"Pero a mi parecer la familia más singular de La Habana la constituía la de Dulce María Loynaz, la poetisa oficial de la sociedad cubana, descendiente de un héroe de la independencia. Se le perdonaban sus veleidades literarias, es más, hacía las delicias de aquella con sus versos sobre la niñita coja porque se había pinchado en una estrella...
Yo apenas la conocí, coincidí con ella un par de veces a la hora del té en casa de Tía Sara Larrea y la recuerdo mayor, sumamente frágil, como un espíritu más que como un ser corpóreo. Vivía en el Vedado, en la Calle Calzada en una inmensa casona colonial a la que daba la impresión que la luz tenía reparos en acercarse.
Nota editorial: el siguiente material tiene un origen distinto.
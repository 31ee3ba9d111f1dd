//! Reading parenthesized tree text into [`Tree`]s.
//!
//! The pipeline per tree is: lexer → broker builder → broker validation →
//! broker-to-tree conversion. Structural imbalance is recorded in the
//! broker and surfaced by `validate()`; only lexical defects (bad
//! characters, unterminated spans, bad numbers under strict mode) and a
//! group reopened after the top-level close fail during the builder pass
//! itself.
//!
//! A reader is a reusable configuration object: construct once, read many
//! inputs, including lazily from a multi-tree stream via
//! [`NewickReader::trees`].

use super::broker::NewickBroker;
use super::element::NewickBrokerElement;
use super::lexer::{Lexer, Token, TokenKind};
use crate::io::source::{ByteSource, InMemorySource, ReaderSource};
use crate::topology::common::{CommonEdgeData, CommonNodeData};
use crate::topology::data::{EdgeData, NodeData};
use crate::topology::tree::Tree;
use crate::tree_error::TreeError;
use std::io;

/// What a missing branch length becomes on the edge payload.
#[derive(Debug, Clone, Copy, PartialEq, Eq, Default)]
pub enum MissingLength {
    /// Keep it unset (`None`), distinguishable from an explicit zero.
    #[default]
    Unset,
    /// Substitute `0.0`.
    Zero,
}

/// Translates a finished broker element into a node payload.
pub type NodeHook = Box<dyn Fn(&NewickBrokerElement) -> Option<Box<dyn NodeData>>>;
/// Translates a finished broker element into the payload of the edge
/// leading to its node.
pub type EdgeHook = Box<dyn Fn(&NewickBrokerElement) -> Option<Box<dyn EdgeData>>>;

pub struct NewickReader {
    enable_tags: bool,
    enable_comments: bool,
    strict_numbers: bool,
    missing_length: MissingLength,
    stop_at_semicolon: bool,
    node_hook: NodeHook,
    edge_hook: EdgeHook,
}

impl Default for NewickReader {
    fn default() -> Self {
        NewickReader {
            enable_tags: false,
            enable_comments: true,
            strict_numbers: true,
            missing_length: MissingLength::Unset,
            stop_at_semicolon: true,
            node_hook: Box::new(|el| {
                Some(Box::new(CommonNodeData::named(el.name.clone())) as Box<dyn NodeData>)
            }),
            edge_hook: Box::new(|el| {
                Some(Box::new(CommonEdgeData {
                    branch_length: el.branch_length,
                }) as Box<dyn EdgeData>)
            }),
        }
    }
}

impl std::fmt::Debug for NewickReader {
    fn fmt(&self, f: &mut std::fmt::Formatter<'_>) -> std::fmt::Result {
        f.debug_struct("NewickReader")
            .field("enable_tags", &self.enable_tags)
            .field("enable_comments", &self.enable_comments)
            .field("strict_numbers", &self.strict_numbers)
            .field("missing_length", &self.missing_length)
            .field("stop_at_semicolon", &self.stop_at_semicolon)
            .finish_non_exhaustive()
    }
}

impl NewickReader {
    pub fn new() -> Self {
        Self::default()
    }

    /// Treat `{...}` spans as per-element tags instead of label characters.
    pub fn with_tags(mut self, value: bool) -> Self {
        self.enable_tags = value;
        self
    }

    /// Capture `[...]` spans into elements; when off they are skipped.
    pub fn with_comments(mut self, value: bool) -> Self {
        self.enable_comments = value;
        self
    }

    /// Fail on an unparseable branch length instead of falling back to the
    /// missing-length default with a warning.
    pub fn with_strict_numbers(mut self, value: bool) -> Self {
        self.strict_numbers = value;
        self
    }

    /// What a missing branch length becomes on the edge payload.
    pub fn with_missing_length(mut self, value: MissingLength) -> Self {
        self.missing_length = value;
        self
    }

    /// Stop a single-tree read right after the terminator, leaving trailing
    /// input in the stream (the default). When off, trailing non-comment
    /// content is an error.
    pub fn with_stop_at_semicolon(mut self, value: bool) -> Self {
        self.stop_at_semicolon = value;
        self
    }

    /// Replaces the element-to-node-payload translation.
    pub fn with_node_hook(mut self, hook: NodeHook) -> Self {
        self.node_hook = hook;
        self
    }

    /// Replaces the element-to-edge-payload translation.
    pub fn with_edge_hook(mut self, hook: EdgeHook) -> Self {
        self.edge_hook = hook;
        self
    }

    // ---------------------------------------------------------------------
    // Reading
    // ---------------------------------------------------------------------

    /// Reads a single tree from a string.
    pub fn read_str(&self, text: &str) -> Result<Tree, TreeError> {
        let mut lexer = Lexer::new(InMemorySource::new(text), self.enable_tags);
        self.read_single(&mut lexer)
    }

    /// Reads a single tree from a byte stream.
    pub fn read_from<R: io::Read>(&self, reader: R) -> Result<Tree, TreeError> {
        let mut lexer = Lexer::new(ReaderSource::new(reader), self.enable_tags);
        self.read_single(&mut lexer)
    }

    /// Reads every tree from a string, eagerly.
    pub fn read_all(&self, text: &str) -> Result<Vec<Tree>, TreeError> {
        self.trees(InMemorySource::new(text)).collect()
    }

    /// Lazily reads `;`-terminated trees from a byte source. The sequence
    /// is forward-only and finite when the source is; dropping it mid-way
    /// simply stops reading.
    pub fn trees<S: ByteSource>(&self, source: S) -> TreeSequence<'_, S> {
        TreeSequence {
            reader: self,
            lexer: Lexer::new(source, self.enable_tags),
            done: false,
        }
    }

    fn read_single<S: ByteSource>(&self, lexer: &mut Lexer<S>) -> Result<Tree, TreeError> {
        let broker = self
            .parse_to_broker(lexer)?
            .ok_or_else(|| TreeError::InvalidTree("input contains no tree".into()))?;
        let tree = self.broker_to_tree(&broker)?;
        if !self.stop_at_semicolon {
            self.expect_no_trailing(lexer)?;
        }
        Ok(tree)
    }

    fn expect_no_trailing<S: ByteSource>(&self, lexer: &mut Lexer<S>) -> Result<(), TreeError> {
        loop {
            let tok = lexer.next_token()?;
            match tok.kind {
                TokenKind::End => return Ok(()),
                TokenKind::Comment => continue,
                _ => {
                    return Err(malformed(
                        &tok,
                        "trailing content after the tree terminator",
                    ));
                }
            }
        }
    }

    /// Converts a validated broker through this reader's hooks, resolving
    /// missing branch lengths first.
    pub(crate) fn broker_to_tree(&self, broker: &NewickBroker) -> Result<Tree, TreeError> {
        let default_length = match self.missing_length {
            MissingLength::Unset => None,
            MissingLength::Zero => Some(0.0),
        };
        let edge_hook = |el: &NewickBrokerElement| {
            if el.branch_length.is_none() && default_length.is_some() {
                let mut resolved = el.clone();
                resolved.branch_length = default_length;
                (self.edge_hook)(&resolved)
            } else {
                (self.edge_hook)(el)
            }
        };
        broker.to_tree(&|el| (self.node_hook)(el), &edge_hook)
    }

    /// Drives the lexer until one complete tree (through its `;`) has been
    /// flattened into a broker. `Ok(None)` means the input held no further
    /// tree, only whitespace and comments.
    pub(crate) fn parse_to_broker<S: ByteSource>(
        &self,
        lexer: &mut Lexer<S>,
    ) -> Result<Option<NewickBroker>, TreeError> {
        use TokenKind::*;

        let mut broker = NewickBroker::new();
        // The element currently receiving labels, lengths, comments, tags.
        let mut node: Option<NewickBrokerElement> = None;
        let mut depth: i32 = 0;
        let mut closed = false;
        let mut saw_content = false;
        let mut current = End;

        loop {
            let previous = current;
            let tok = lexer.next_token()?;
            current = tok.kind;

            match tok.kind {
                Unknown => {
                    return Err(malformed(
                        &tok,
                        format!("invalid character '{}'", tok.text),
                    ));
                }
                End => {
                    if !saw_content {
                        return Ok(None);
                    }
                    return Err(TreeError::UnbalancedStructure(
                        "tree text ends without the ';' terminator".into(),
                    ));
                }
                OpenParen => {
                    if !matches!(previous, End | OpenParen | Comma | Comment) {
                        return Err(malformed(&tok, "unexpected '('"));
                    }
                    if closed {
                        return Err(TreeError::UnbalancedStructure(format!(
                            "group reopened after the tree closed at {}",
                            tok.at()
                        )));
                    }
                    saw_content = true;
                    depth += 1;
                    continue;
                }
                Comment if previous == End => {
                    // A comment before any tree content belongs to nothing;
                    // drop it and stay "before the start".
                    current = End;
                    continue;
                }
                _ => {}
            }

            // Everything below contributes to the element currently being
            // assembled, creating it at the present nesting rank if the
            // previous token finished one.
            let el = node.get_or_insert_with(|| NewickBrokerElement {
                depth,
                ..Default::default()
            });

            match tok.kind {
                Label => {
                    if !matches!(previous, End | OpenParen | CloseParen | Comma | Comment) {
                        return Err(malformed(&tok, format!("unexpected label '{}'", tok.text)));
                    }
                    saw_content = true;
                    el.name = tok.text;
                }
                Length => {
                    if !matches!(previous, OpenParen | CloseParen | Label | Comma | Comment) {
                        return Err(malformed(&tok, "unexpected ':'"));
                    }
                    saw_content = true;
                    match tok.text.parse::<f64>() {
                        Ok(value) => {
                            if el.branch_length.is_some() {
                                log::warn!(
                                    "duplicate branch length at {}; keeping the first",
                                    tok.at()
                                );
                            } else {
                                el.branch_length = Some(value);
                            }
                        }
                        Err(_) => {
                            if self.strict_numbers {
                                return Err(malformed(
                                    &tok,
                                    format!("invalid branch length '{}'", tok.text),
                                ));
                            }
                            log::warn!(
                                "unparseable branch length '{}' at {}; treated as missing",
                                tok.text,
                                tok.at()
                            );
                        }
                    }
                }
                Tag => el.tags.push(tok.text),
                Comment => {
                    if self.enable_comments {
                        el.comments.push(tok.text);
                    }
                }
                Comma => {
                    if !matches!(
                        previous,
                        OpenParen | CloseParen | Label | Length | Comma | Tag | Comment
                    ) {
                        return Err(malformed(&tok, "unexpected ','"));
                    }
                    if let Some(finished) = node.take() {
                        broker.push_top(finished);
                    }
                }
                CloseParen => {
                    if !matches!(
                        previous,
                        OpenParen | CloseParen | Label | Length | Comma | Tag | Comment
                    ) {
                        return Err(malformed(&tok, "unexpected ')'"));
                    }
                    if let Some(finished) = node.take() {
                        broker.push_top(finished);
                    }
                    // A surplus ')' drives the rank negative; validate()
                    // reports it once the broker is complete.
                    depth -= 1;
                    if depth == 0 {
                        closed = true;
                    }
                }
                Semicolon => {
                    if !matches!(previous, CloseParen | Label | Length | Tag | Comment) {
                        return Err(malformed(&tok, "unexpected ';'"));
                    }
                    if let Some(finished) = node.take() {
                        broker.push_top(finished);
                    }
                    return Ok(Some(broker));
                }
                OpenParen | End | Unknown => unreachable!("handled above"),
            }
        }
    }
}

fn malformed(tok: &Token, msg: impl Into<String>) -> TreeError {
    TreeError::MalformedLabelOrLength {
        at: tok.at(),
        msg: msg.into(),
    }
}

/// Lazy sequence of trees from one multi-tree input, created by
/// [`NewickReader::trees`]. Yields one `Result<Tree, _>` per `;`-terminated
/// tree; ends at the first error or at end of input.
pub struct TreeSequence<'r, S: ByteSource> {
    reader: &'r NewickReader,
    lexer: Lexer<S>,
    done: bool,
}

impl<'r, S: ByteSource> Iterator for TreeSequence<'r, S> {
    type Item = Result<Tree, TreeError>;

    fn next(&mut self) -> Option<Self::Item> {
        if self.done {
            return None;
        }
        match self.reader.parse_to_broker(&mut self.lexer) {
            Ok(None) => {
                self.done = true;
                None
            }
            Ok(Some(broker)) => Some(self.reader.broker_to_tree(&broker)),
            Err(e) => {
                self.done = true;
                Some(Err(e))
            }
        }
    }
}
En la parte posterior contaba con un parque. Para seguir el rastro de su esplendor de antaño se necesitaba hacer arqueología vegetal. Laberíntico hasta lo inverosímil, parecía el exponente del propio laberinto interior de sus habitantes. Dulce María - ya viuda- compartía la casa con una hermana menor llamada Flor, y dos hermanos homosexuales que se rumoraba dormían en sendos ataúdes a su regreso de los lugares mas crapulosos de la noche habanera. Por lo visto no estaban dispuestos a renunciar a su libertad en aras de nada.
Por esta residencia pasaba cuanto intelectual arribaba a la ciudad; era como si tendieran las manos del alma para acoger a todos los artistas de la tierra. En 1930 García Lorca los visitó tras su famoso viaje a Nueva York, encontrando en ellos y en ese mundo tan extravagante y genialoide el clima repleto de irrealidad propio de todo ser soñador y poeta. En 1939, cuando la vida se hizo imposible para todo liberal en la España franquista, desde Juan Ramón Jiménez hasta María Zambrano encontrarán calor y cobijo en aquella casa. María diría de aquel ambiente; "un paraíso encerrado, aunque no amurallado, pero al que no se puede entrar porque hay que, desde siempre, estar ya dentro."
La parte posterior de la propiedad daba a la Primera Avenida y a mí me fascinaba observar la polvorienta y vetusta hiedra enroscada en la verja similar a una potente boa, que la desprendía del muro y la mantenía en el aire como un trofeo. Se supone que el hierro sólo se vuelve dócil con el fuego pero aquí quedaba patente que la naturaleza, usando como arma la rastrera trepadora, le puede tambien doblegar. A lo lejos se vislumbraba una fuente con nereidas y delfines, que ahora que permanecía silenciosa y vencida por el salitre ahondaba más esa desoladora melancolía que todo lo salpicaba.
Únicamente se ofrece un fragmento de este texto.